++++ Dataset records ++++

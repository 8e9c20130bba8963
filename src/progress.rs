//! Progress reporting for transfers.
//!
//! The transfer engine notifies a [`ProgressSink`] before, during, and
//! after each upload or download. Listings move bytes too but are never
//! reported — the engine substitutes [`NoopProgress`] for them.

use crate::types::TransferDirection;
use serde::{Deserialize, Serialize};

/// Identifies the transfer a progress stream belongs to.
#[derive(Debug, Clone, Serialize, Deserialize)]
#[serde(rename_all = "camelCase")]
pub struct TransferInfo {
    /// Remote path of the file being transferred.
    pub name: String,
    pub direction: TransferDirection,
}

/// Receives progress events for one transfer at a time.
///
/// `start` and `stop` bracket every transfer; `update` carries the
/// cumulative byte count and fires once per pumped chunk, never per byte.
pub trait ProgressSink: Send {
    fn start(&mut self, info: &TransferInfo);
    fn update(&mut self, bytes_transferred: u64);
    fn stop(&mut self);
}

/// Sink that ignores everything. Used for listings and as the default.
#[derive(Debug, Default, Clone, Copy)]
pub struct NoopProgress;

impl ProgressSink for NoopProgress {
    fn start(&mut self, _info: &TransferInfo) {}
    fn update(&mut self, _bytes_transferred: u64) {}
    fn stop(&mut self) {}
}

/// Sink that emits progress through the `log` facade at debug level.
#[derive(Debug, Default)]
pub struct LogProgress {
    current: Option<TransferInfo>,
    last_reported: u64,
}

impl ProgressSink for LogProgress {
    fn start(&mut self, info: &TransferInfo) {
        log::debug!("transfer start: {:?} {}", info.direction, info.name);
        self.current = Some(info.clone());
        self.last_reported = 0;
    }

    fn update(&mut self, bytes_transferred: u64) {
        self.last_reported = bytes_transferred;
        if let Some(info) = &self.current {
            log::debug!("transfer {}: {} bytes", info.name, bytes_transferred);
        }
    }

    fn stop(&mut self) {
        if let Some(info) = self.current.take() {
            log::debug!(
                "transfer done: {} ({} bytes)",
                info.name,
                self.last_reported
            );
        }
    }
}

++++
++++ Dataset records ++++

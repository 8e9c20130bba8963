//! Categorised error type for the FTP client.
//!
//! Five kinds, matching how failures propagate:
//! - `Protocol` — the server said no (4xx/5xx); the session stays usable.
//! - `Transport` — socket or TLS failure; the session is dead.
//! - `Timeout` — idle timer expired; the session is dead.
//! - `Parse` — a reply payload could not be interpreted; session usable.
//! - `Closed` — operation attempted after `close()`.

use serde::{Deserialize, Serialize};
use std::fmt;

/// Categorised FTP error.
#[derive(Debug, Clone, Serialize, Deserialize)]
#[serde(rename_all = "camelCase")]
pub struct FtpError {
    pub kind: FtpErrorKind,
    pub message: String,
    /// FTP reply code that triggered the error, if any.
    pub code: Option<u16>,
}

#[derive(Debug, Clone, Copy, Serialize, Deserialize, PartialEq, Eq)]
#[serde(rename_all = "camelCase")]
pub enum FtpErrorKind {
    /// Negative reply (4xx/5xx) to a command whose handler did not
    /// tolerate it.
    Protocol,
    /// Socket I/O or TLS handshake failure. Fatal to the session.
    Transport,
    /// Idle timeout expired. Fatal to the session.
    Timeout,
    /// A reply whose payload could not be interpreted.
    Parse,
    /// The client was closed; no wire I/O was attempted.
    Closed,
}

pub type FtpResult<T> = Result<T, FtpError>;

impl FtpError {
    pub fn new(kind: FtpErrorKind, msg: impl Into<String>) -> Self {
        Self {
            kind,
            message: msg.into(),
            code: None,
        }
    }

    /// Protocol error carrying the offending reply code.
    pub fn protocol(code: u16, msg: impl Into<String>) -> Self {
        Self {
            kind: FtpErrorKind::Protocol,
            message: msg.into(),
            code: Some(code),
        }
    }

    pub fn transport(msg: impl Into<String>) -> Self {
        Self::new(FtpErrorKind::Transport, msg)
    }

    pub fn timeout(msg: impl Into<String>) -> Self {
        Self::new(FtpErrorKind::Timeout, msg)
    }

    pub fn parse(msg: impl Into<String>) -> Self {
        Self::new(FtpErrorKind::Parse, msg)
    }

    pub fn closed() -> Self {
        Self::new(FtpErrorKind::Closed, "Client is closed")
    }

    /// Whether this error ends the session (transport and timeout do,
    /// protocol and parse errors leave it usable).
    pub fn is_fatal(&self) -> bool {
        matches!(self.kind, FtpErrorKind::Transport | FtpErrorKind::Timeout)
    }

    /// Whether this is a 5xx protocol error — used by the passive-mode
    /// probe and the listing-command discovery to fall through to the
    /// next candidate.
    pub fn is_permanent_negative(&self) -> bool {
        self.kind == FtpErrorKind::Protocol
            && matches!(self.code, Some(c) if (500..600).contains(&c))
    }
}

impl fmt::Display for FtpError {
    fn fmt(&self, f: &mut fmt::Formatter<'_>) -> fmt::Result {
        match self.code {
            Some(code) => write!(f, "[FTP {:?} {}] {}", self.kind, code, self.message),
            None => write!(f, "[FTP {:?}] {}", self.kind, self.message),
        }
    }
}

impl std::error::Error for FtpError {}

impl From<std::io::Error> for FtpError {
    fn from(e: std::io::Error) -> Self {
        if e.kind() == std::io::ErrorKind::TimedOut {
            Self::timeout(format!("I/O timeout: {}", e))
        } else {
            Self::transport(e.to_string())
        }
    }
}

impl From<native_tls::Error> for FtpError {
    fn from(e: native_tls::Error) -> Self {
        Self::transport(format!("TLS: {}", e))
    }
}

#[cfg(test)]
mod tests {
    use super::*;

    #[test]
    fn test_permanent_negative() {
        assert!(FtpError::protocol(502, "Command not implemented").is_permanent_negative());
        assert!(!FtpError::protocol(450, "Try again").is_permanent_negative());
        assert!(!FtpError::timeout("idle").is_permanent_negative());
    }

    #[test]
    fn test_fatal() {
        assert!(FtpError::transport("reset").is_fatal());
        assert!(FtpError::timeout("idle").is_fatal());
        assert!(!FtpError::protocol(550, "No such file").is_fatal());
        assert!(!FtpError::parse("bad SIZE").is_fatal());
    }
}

++++

In the entries above, find lines with "FtpErrorKind" and copy each.

*Solution:*
    pub kind: FtpErrorKind,
pub enum FtpErrorKind {
    pub fn new(kind: FtpErrorKind, msg: impl Into<String>) -> Self {
            kind: FtpErrorKind::Protocol,
        Self::new(FtpErrorKind::Transport, msg)
        Self::new(FtpErrorKind::Timeout, msg)
        Self::new(FtpErrorKind::Parse, msg)
        Self::new(FtpErrorKind::Closed, "Client is closed")
        matches!(self.kind, FtpErrorKind::Transport | FtpErrorKind::Timeout)
        self.kind == FtpErrorKind::Protocol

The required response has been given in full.